Collected data entries:
*** Begin section ***

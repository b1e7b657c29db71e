//! Error types for agora.

use thiserror::Error;

/// Application result type.
pub type AppResult<T> = Result<T, AppError>;

/// Application error type.
#[derive(Debug, Error)]
pub enum AppError {
    // === Domain Errors ===
    /// A subgroup was given a parent that itself has a parent.
    #[error("Invalid hierarchy: {0}")]
    InvalidHierarchy(String),

    /// A root group was left without a size limit.
    #[error("Missing size limit: root groups must set max_size")]
    MissingSizeLimit,

    /// A subgroup carried its own size limit.
    #[error("Size limit must be absent: subgroups inherit max_size from their parent")]
    SizeLimitMustBeAbsent,

    /// A permission category string did not parse.
    #[error("Invalid permission category: {0}")]
    InvalidPermissionCategory(String),

    /// Group name failed validation.
    #[error("Invalid name: {0}")]
    InvalidName(String),

    /// Group description failed validation.
    #[error("Invalid description: {0}")]
    InvalidDescription(String),

    /// A second membership row was created for the same (group, user) pair.
    /// Callers should retry as a lookup followed by a transition.
    #[error("Duplicate membership for user {user_id} in group {group_id}")]
    DuplicateMembership {
        /// Group the membership was created in.
        group_id: String,
        /// User that already holds a membership.
        user_id: String,
    },

    /// A transition was attempted on a membership that does not exist.
    #[error("Membership not found: {0}")]
    MembershipNotFound(String),

    // === Generic Client Errors ===
    #[error("Not found: {0}")]
    NotFound(String),

    #[error("User not found: {0}")]
    UserNotFound(String),

    #[error("Forbidden: {0}")]
    Forbidden(String),

    #[error("Validation error: {0}")]
    Validation(String),

    // === Server Errors ===
    #[error("Database error: {0}")]
    Database(String),

    #[error("Configuration error: {0}")]
    Config(String),

    #[error("Internal error: {0}")]
    Internal(String),
}

impl AppError {
    /// Returns the stable error code for this error.
    #[must_use]
    pub const fn error_code(&self) -> &'static str {
        match self {
            Self::InvalidHierarchy(_) => "INVALID_HIERARCHY",
            Self::MissingSizeLimit => "MISSING_SIZE_LIMIT",
            Self::SizeLimitMustBeAbsent => "SIZE_LIMIT_MUST_BE_ABSENT",
            Self::InvalidPermissionCategory(_) => "INVALID_PERMISSION_CATEGORY",
            Self::InvalidName(_) => "INVALID_NAME",
            Self::InvalidDescription(_) => "INVALID_DESCRIPTION",
            Self::DuplicateMembership { .. } => "DUPLICATE_MEMBERSHIP",
            Self::MembershipNotFound(_) => "MEMBERSHIP_NOT_FOUND",
            Self::NotFound(_) => "NOT_FOUND",
            Self::UserNotFound(_) => "USER_NOT_FOUND",
            Self::Forbidden(_) => "FORBIDDEN",
            Self::Validation(_) => "VALIDATION_ERROR",
            Self::Database(_) => "DATABASE_ERROR",
            Self::Config(_) => "CONFIG_ERROR",
            Self::Internal(_) => "INTERNAL_ERROR",
        }
    }

    /// Returns whether this error should be logged at error level.
    #[must_use]
    pub const fn is_server_error(&self) -> bool {
        matches!(
            self,
            Self::Database(_) | Self::Config(_) | Self::Internal(_)
        )
    }
}

// === From implementations ===

impl From<validator::ValidationErrors> for AppError {
    fn from(err: validator::ValidationErrors) -> Self {
        Self::Validation(err.to_string())
    }
}

impl From<config::ConfigError> for AppError {
    fn from(err: config::ConfigError) -> Self {
        Self::Config(err.to_string())
    }
}

impl From<anyhow::Error> for AppError {
    fn from(err: anyhow::Error) -> Self {
        Self::Internal(err.to_string())
    }
}

#[cfg(test)]
mod tests {
    use super::*;

    #[test]
    fn test_error_codes_are_stable() {
        assert_eq!(
            AppError::InvalidHierarchy("x".into()).error_code(),
            "INVALID_HIERARCHY"
        );
        assert_eq!(AppError::MissingSizeLimit.error_code(), "MISSING_SIZE_LIMIT");
        assert_eq!(
            AppError::DuplicateMembership {
                group_id: "g1".into(),
                user_id: "u1".into(),
            }
            .error_code(),
            "DUPLICATE_MEMBERSHIP"
        );
    }

    #[test]
    fn test_server_error_classification() {
        assert!(AppError::Database("down".into()).is_server_error());
        assert!(!AppError::MissingSizeLimit.is_server_error());
        assert!(!AppError::MembershipNotFound("m1".into()).is_server_error());
    }
}
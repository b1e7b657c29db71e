//! User entity.
//!
//! Agora only references users by id; this entity is the concrete shape of
//! the user directory contract (id, email, reserved helper-bot identity).

use sea_orm::entity::prelude::*;
use serde::{Deserialize, Serialize};

/// User entity.
#[derive(Clone, Debug, PartialEq, Eq, DeriveEntityModel, Serialize, Deserialize)]
#[sea_orm(table_name = "user")]
pub struct Model {
    #[sea_orm(primary_key, auto_increment = false)]
    pub id: String,

    /// Login / display handle.
    #[sea_orm(unique)]
    pub username: String,

    /// Contact email address.
    pub email: String,

    /// Reserved system/bot account flag. The helper bot never receives
    /// admin rights when it creates seed content.
    #[sea_orm(default_value = false)]
    pub is_helper_bot: bool,

    /// When the user registered.
    pub created_at: DateTimeWithTimeZone,
}

#[derive(Copy, Clone, Debug, EnumIter, DeriveRelation)]
pub enum Relation {
    #[sea_orm(has_many = "super::membership::Entity")]
    Memberships,
}

impl Related<super::membership::Entity> for Entity {
    fn to() -> RelationDef {
        Relation::Memberships.def()
    }
}

impl ActiveModelBehavior for ActiveModel {}
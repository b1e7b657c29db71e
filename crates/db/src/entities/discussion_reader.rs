//! Discussion read-log entity.

use sea_orm::entity::prelude::*;
use serde::{Deserialize, Serialize};

/// Tracks, per user and per discussion, when the user last read it.
///
/// At most one row exists per (`discussion_id`, `user_id`) pair.
#[derive(Clone, Debug, PartialEq, Eq, DeriveEntityModel, Serialize, Deserialize)]
#[sea_orm(table_name = "discussion_reader")]
pub struct Model {
    #[sea_orm(primary_key, auto_increment = false)]
    pub id: String,

    /// Discussion that was read.
    #[sea_orm(indexed)]
    pub discussion_id: String,

    /// User who read it.
    #[sea_orm(indexed)]
    pub user_id: String,

    /// When the user last viewed the discussion.
    pub last_viewed_at: DateTimeWithTimeZone,

    /// When the read log row was first created.
    pub created_at: DateTimeWithTimeZone,
}

#[derive(Copy, Clone, Debug, EnumIter, DeriveRelation)]
pub enum Relation {
    #[sea_orm(
        belongs_to = "super::discussion::Entity",
        from = "Column::DiscussionId",
        to = "super::discussion::Column::Id",
        on_delete = "Cascade"
    )]
    Discussion,
    #[sea_orm(
        belongs_to = "super::user::Entity",
        from = "Column::UserId",
        to = "super::user::Column::Id",
        on_delete = "Cascade"
    )]
    User,
}

impl Related<super::discussion::Entity> for Entity {
    fn to() -> RelationDef {
        Relation::Discussion.def()
    }
}

impl Related<super::user::Entity> for Entity {
    fn to() -> RelationDef {
        Relation::User.def()
    }
}

impl ActiveModelBehavior for ActiveModel {}
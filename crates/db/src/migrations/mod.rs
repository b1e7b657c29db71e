//! Database migrations.
//!
//! Schema migrations for the database.

#![allow(missing_docs)]

use sea_orm_migration::prelude::*;

mod m20250101_000001_create_user_table;
mod m20250101_000002_create_group_table;
mod m20250101_000003_create_membership_table;
mod m20250101_000004_create_discussion_tables;

pub struct Migrator;

#[async_trait::async_trait]
impl MigratorTrait for Migrator {
    fn migrations() -> Vec<Box<dyn MigrationTrait>> {
        vec![
            Box::new(m20250101_000001_create_user_table::Migration),
            Box::new(m20250101_000002_create_group_table::Migration),
            Box::new(m20250101_000003_create_membership_table::Migration),
            Box::new(m20250101_000004_create_discussion_tables::Migration),
        ]
    }
}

*** End section ***

=== TO DO ===
Pull every line that holds the string "failed" out of the records.

=== RESPONSE BOX ===
    /// Group name failed validation.
    /// Group description failed validation.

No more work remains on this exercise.